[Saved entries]
/---
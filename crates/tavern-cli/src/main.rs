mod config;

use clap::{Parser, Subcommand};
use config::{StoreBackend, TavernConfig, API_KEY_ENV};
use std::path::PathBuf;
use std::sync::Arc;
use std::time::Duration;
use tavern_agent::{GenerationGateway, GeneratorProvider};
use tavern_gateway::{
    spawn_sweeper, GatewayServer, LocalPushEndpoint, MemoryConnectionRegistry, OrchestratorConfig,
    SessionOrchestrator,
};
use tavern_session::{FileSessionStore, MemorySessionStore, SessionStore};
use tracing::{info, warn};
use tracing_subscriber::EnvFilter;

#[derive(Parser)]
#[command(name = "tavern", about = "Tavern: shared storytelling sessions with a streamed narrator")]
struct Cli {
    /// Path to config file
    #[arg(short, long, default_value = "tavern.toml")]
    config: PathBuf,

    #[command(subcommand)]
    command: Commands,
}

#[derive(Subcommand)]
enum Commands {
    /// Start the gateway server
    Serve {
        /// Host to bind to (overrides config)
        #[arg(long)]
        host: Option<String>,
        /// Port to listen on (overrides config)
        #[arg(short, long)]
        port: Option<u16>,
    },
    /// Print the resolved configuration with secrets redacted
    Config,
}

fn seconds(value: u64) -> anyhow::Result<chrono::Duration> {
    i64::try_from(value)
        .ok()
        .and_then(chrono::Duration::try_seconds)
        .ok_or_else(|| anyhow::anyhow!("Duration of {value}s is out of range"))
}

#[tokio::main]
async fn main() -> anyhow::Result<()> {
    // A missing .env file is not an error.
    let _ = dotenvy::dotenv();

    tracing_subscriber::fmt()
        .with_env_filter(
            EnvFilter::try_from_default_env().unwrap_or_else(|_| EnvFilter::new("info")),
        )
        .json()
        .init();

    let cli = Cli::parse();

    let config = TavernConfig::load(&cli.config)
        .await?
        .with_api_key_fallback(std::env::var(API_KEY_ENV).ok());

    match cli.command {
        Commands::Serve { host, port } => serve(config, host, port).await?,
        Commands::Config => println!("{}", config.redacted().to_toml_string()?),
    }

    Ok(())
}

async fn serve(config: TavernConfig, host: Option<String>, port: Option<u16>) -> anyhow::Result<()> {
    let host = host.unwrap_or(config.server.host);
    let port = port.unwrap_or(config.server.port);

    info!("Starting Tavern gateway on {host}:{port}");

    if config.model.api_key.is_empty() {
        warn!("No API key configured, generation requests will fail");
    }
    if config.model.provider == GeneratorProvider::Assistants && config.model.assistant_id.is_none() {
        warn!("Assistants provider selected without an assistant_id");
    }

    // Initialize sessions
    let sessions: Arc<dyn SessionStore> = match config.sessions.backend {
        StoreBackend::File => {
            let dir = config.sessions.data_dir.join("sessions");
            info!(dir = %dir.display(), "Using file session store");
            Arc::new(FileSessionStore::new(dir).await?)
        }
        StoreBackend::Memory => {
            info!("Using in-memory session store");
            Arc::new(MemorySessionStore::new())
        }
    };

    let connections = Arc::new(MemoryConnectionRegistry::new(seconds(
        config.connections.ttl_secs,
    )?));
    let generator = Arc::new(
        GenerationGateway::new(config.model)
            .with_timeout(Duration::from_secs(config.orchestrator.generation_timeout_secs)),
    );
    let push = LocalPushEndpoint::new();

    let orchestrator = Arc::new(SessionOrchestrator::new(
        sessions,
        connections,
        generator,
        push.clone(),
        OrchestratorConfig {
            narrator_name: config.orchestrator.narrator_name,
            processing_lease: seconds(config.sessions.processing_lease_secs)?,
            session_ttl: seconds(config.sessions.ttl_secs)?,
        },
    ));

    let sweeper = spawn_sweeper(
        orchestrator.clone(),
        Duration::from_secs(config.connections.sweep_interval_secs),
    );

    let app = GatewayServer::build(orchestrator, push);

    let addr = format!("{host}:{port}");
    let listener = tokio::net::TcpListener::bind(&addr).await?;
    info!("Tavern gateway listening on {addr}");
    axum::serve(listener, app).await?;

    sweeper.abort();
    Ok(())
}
\---
- Required action: Above are the records; report each line in them that includes the word "LocalPushEndpoint".

- Output for this exercise:
    spawn_sweeper, GatewayServer, LocalPushEndpoint, MemoryConnectionRegistry, OrchestratorConfig,
    let push = LocalPushEndpoint::new();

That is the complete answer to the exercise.